God, it hurt so much. She tried to hold her breath, to stave off the horrible jabbing pain, but that didn't work wither. He was speaking to her again. Why had he repeated the same thing? Did he think she was stupid?
"I know you hurt, but hang in there. We're nearly to the hospital and they're waiting for you. Don't worry. Just keep taking those little breaths. I'm glad to meet you, Lindsay. I'm Gene. Just lie still. We'll be at the hospital very soon now. No, don't try to move."
"What happened?" It hurt so much to speak. And talking through the white plastic mask made her feel like she speaking from a long way away.
"There was some sort of explosion and you were hit by falling debris."
"Am I going to die-collapsed lung?"
"Oh, no, not you. You'll be fine. I promise."
"Taylor. Please call Taylor."
"Yes, I will, I promise. No, don't try to move. I've got an IV in your arm. We don't want you to rip it out. Just keep breathing."

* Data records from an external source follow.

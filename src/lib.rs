//! Library exports for the FakeAirbnb booking service
//!
//! This module exposes internal components for testing and potential library usage.

pub mod availability;
pub mod config;
pub mod database;
pub mod error;
pub mod extract;
pub mod filter;
pub mod handler;
pub mod middleware;
pub mod model;
pub mod normalize;
pub mod payment;
pub mod route;
pub mod search;
pub mod seed;
pub mod session;
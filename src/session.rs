//! Per-client browsing sessions
//!
//! A session starts from the full listing snapshot (`All`). A search
//! replaces the base set (`SearchApplied`); an attribute filter narrows the
//! current base set (`AttributeFiltered`). Filters always re-base on the most
//! recent search result, never on the original snapshot.
//!
//! Searches are asynchronous with respect to the session: the handler takes
//! a [`SearchTicket`] before fetching reservations and hands it back with the
//! result. Only the newest ticket may apply its result, so an older search
//! that finishes late cannot overwrite a newer one.
//!
//! The registry evicts sessions that stay idle longer than the configured
//! TTL and never holds more than a fixed number of them; when full, the
//! least recently used session makes room for the new one.

use std::collections::HashMap;
use std::sync::{Arc, Mutex, MutexGuard, PoisonError};
use std::time::{Duration, Instant};

use rand::{distr::Alphanumeric, Rng};
use serde::Serialize;
use tracing::debug;

use crate::filter::AttributeFilter;
use crate::model::Listing;
use crate::search::{refine, SearchQuery, SearchResults};

#[derive(Debug, Clone, Copy, PartialEq, Eq, Serialize)]
#[serde(rename_all = "snake_case")]
pub enum SessionState {
    All,
    SearchApplied,
    AttributeFiltered,
}

/// Proof that a search was started; compared against the session's newest
#[derive(Debug, Clone, Copy, PartialEq, Eq)]
pub struct SearchTicket(u64);

#[derive(Debug, Clone, Copy, PartialEq, Eq)]
pub enum SearchCompletion {
    Applied,
    /// A newer search was started in the meantime; the result was dropped.
    Stale,
}

#[derive(Debug, Clone)]
pub struct BrowseSession {
    all: Arc<[Listing]>,
    base: Vec<Listing>,
    visible: Vec<Listing>,
    state: SessionState,
    query: Option<SearchQuery>,
    filter: Option<AttributeFilter>,
    latest_ticket: u64,
}

impl BrowseSession {
    pub fn new(all: Vec<Listing>) -> Self {
        Self {
            base: all.clone(),
            visible: all.clone(),
            all: all.into(),
            state: SessionState::All,
            query: None,
            filter: None,
            latest_ticket: 0,
        }
    }

    pub fn state(&self) -> SessionState {
        self.state
    }

    /// The full snapshot the session was opened with
    pub fn all(&self) -> &Arc<[Listing]> {
        &self.all
    }

    /// Latest search result, or the full snapshot before any search
    pub fn base(&self) -> &[Listing] {
        &self.base
    }

    pub fn visible(&self) -> &[Listing] {
        &self.visible
    }

    pub fn begin_search(&mut self) -> SearchTicket {
        self.latest_ticket += 1;
        SearchTicket(self.latest_ticket)
    }

    /// Applies a finished search if `ticket` is still the newest one.
    pub fn complete_search(
        &mut self,
        ticket: SearchTicket,
        query: SearchQuery,
        results: Vec<Listing>,
    ) -> SearchCompletion {
        if ticket.0 != self.latest_ticket {
            return SearchCompletion::Stale;
        }
        self.base = results.clone();
        self.visible = results;
        self.state = SessionState::SearchApplied;
        self.query = Some(query);
        self.filter = None;
        SearchCompletion::Applied
    }

    /// Narrows the current base set. Always succeeds.
    pub fn apply_filter(&mut self, filter: AttributeFilter) {
        self.visible = refine(&self.base, &filter);
        self.state = SessionState::AttributeFiltered;
        self.filter = Some(filter);
    }

    pub fn snapshot(&self, id: &str) -> SessionSnapshot {
        let searched = self.query.is_some();
        SessionSnapshot {
            id: id.to_string(),
            state: self.state,
            query: self.query.clone(),
            filter: self.filter.clone(),
            results: SearchResults::new(self.visible.clone(), searched),
        }
    }
}

/// Serialized view of a session
#[derive(Debug, Clone, Serialize)]
pub struct SessionSnapshot {
    pub id: String,
    pub state: SessionState,
    #[serde(skip_serializing_if = "Option::is_none")]
    pub query: Option<SearchQuery>,
    #[serde(skip_serializing_if = "Option::is_none")]
    pub filter: Option<AttributeFilter>,
    pub results: SearchResults,
}

/// Idle time after which a session is dropped
pub const DEFAULT_SESSION_TTL: Duration = Duration::from_secs(30 * 60);

/// Upper bound on concurrently open sessions
pub const DEFAULT_MAX_SESSIONS: usize = 1000;

struct Entry {
    session: BrowseSession,
    touched: Instant,
    /// Registry-wide use counter; the smallest value is the least recently used
    last_use: u64,
}

#[derive(Default)]
struct Sessions {
    entries: HashMap<String, Entry>,
    uses: u64,
}

impl Sessions {
    fn next_use(&mut self) -> u64 {
        self.uses += 1;
        self.uses
    }

    fn purge_expired(&mut self, ttl: Duration) {
        let before = self.entries.len();
        self.entries.retain(|_, entry| entry.touched.elapsed() < ttl);
        let purged = before - self.entries.len();
        if purged > 0 {
            debug!(purged, "expired sessions evicted");
        }
    }

    fn evict_least_recent(&mut self) {
        let oldest = self
            .entries
            .iter()
            .min_by_key(|(_, entry)| entry.last_use)
            .map(|(id, _)| id.clone());
        if let Some(id) = oldest {
            self.entries.remove(&id);
            debug!(session_id = %id, "session evicted, registry full");
        }
    }
}

/// Open sessions keyed by generated id
///
/// A session that has not been used for `ttl` is gone: lookups treat it as
/// missing. At most `max_sessions` are kept.
#[derive(Clone)]
pub struct SessionRegistry {
    sessions: Arc<Mutex<Sessions>>,
    ttl: Duration,
    max_sessions: usize,
}

impl Default for SessionRegistry {
    fn default() -> Self {
        Self::new(DEFAULT_SESSION_TTL, DEFAULT_MAX_SESSIONS)
    }
}

impl SessionRegistry {
    pub fn new(ttl: Duration, max_sessions: usize) -> Self {
        Self {
            sessions: Arc::new(Mutex::new(Sessions::default())),
            ttl,
            max_sessions: max_sessions.max(1),
        }
    }

    fn lock(&self) -> MutexGuard<'_, Sessions> {
        self.sessions.lock().unwrap_or_else(PoisonError::into_inner)
    }

    /// Opens a session over `all` and returns its initial view.
    ///
    /// Expired sessions are purged first; if the registry is still full the
    /// least recently used session is evicted.
    pub fn create(&self, all: Vec<Listing>) -> SessionSnapshot {
        let id: String = rand::rng()
            .sample_iter(&Alphanumeric)
            .take(16)
            .map(char::from)
            .collect();
        let session = BrowseSession::new(all);
        let snapshot = session.snapshot(&id);

        let mut sessions = self.lock();
        sessions.purge_expired(self.ttl);
        while sessions.entries.len() >= self.max_sessions {
            sessions.evict_least_recent();
        }
        let last_use = sessions.next_use();
        sessions.entries.insert(
            id,
            Entry {
                session,
                touched: Instant::now(),
                last_use,
            },
        );
        snapshot
    }

    /// Runs `f` on the session with `id`, if it exists and has not expired.
    ///
    /// Using a session resets its idle timer. The registry lock is held
    /// while `f` runs; keep `f` short and never fetch from the store inside it.
    pub fn with_session<R>(&self, id: &str, f: impl FnOnce(&mut BrowseSession) -> R) -> Option<R> {
        let mut sessions = self.lock();
        let expired = match sessions.entries.get(id) {
            Some(entry) => entry.touched.elapsed() >= self.ttl,
            None => return None,
        };
        if expired {
            sessions.entries.remove(id);
            debug!(session_id = %id, "session expired");
            return None;
        }

        let last_use = sessions.next_use();
        let entry = sessions.entries.get_mut(id)?;
        entry.touched = Instant::now();
        entry.last_use = last_use;
        Some(f(&mut entry.session))
    }

    pub fn remove(&self, id: &str) -> bool {
        self.lock().entries.remove(id).is_some()
    }

    /// Number of stored sessions, including expired ones not yet purged
    pub fn len(&self) -> usize {
        self.lock().entries.len()
    }

    pub fn is_empty(&self) -> bool {
        self.lock().entries.is_empty()
    }
}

"There were many screams."
"No one else was hurt, but everyone was scared. You were standing right next to that fake rigging when it blew. Tell me again. Who are you?"
"I was there because I'm Eden."
He frowned, but she didn't see it. It hurt too much and she didn't want him to see her lose control. She turned her head away from him. The pain continued. She'd never imagined before how it would feel not to be able to breathe. For every small intake there was so much pain that her whole body shook with it. She closed her eyes and concentrated on holding on.
"How is she, Gene?"
"She's doing fine, at least I hope to God she is. The pain's bad, but she's hanging in there." He turned away from the driver to her. "I'm sorry, Eden, but we can't give you anything for the pain yet. The trauma team has to check you out first. Just hold on, hold on. Squeeze my fingers, think about my fingers and squeeze when you hurt real bad. We're almost there, almost there." Gene wondered if Taylor was her husband. Dear God, the man would be in for a shock when he saw his wife. She was a model. He looked at the right side of her face. It was difficult to tell how bad it was smashed because of all the blood. He held her hand more tightly. Gene O'Mallory wanted her to be all right. He wanted it very much.
She eased away from the man then, pulling back to avoid the pain, pulling deeper and deeper into her mind. Her mind could breathe for her, breathe, slowly and in shallow jerks. No, no, it was from her chest that those paltry breaths came, her heaving chest that felt blistered raw, as if by a great fire, and that strange hissing was from the plastic cup over her nose and mouth, and it hurt so very much. The pain kept tugging at her. She retreated until she felt the blackness come into her, pushing her even farther, sweet blackness that eased the awful pain. And she let the past float into her, all her thinking directed inward, and it was odd, but she saw the face of that reporter--Kettering was her name-and how she'd seen her at the funeral and what she's said, how sorry she'd been about Grandmother.
She went deeper, pulling her memories with her, pushing, always pushing at the pain. She saw the pathetic girl, so unsure of herself, so very clumsy, tall and skinny, all bony knees and elbows, so ugly, there with them, yet not a part of them, just there, watching, wishing somehow that she could belong, feeling the endless pain of it. But she couldn't belong; and she never had.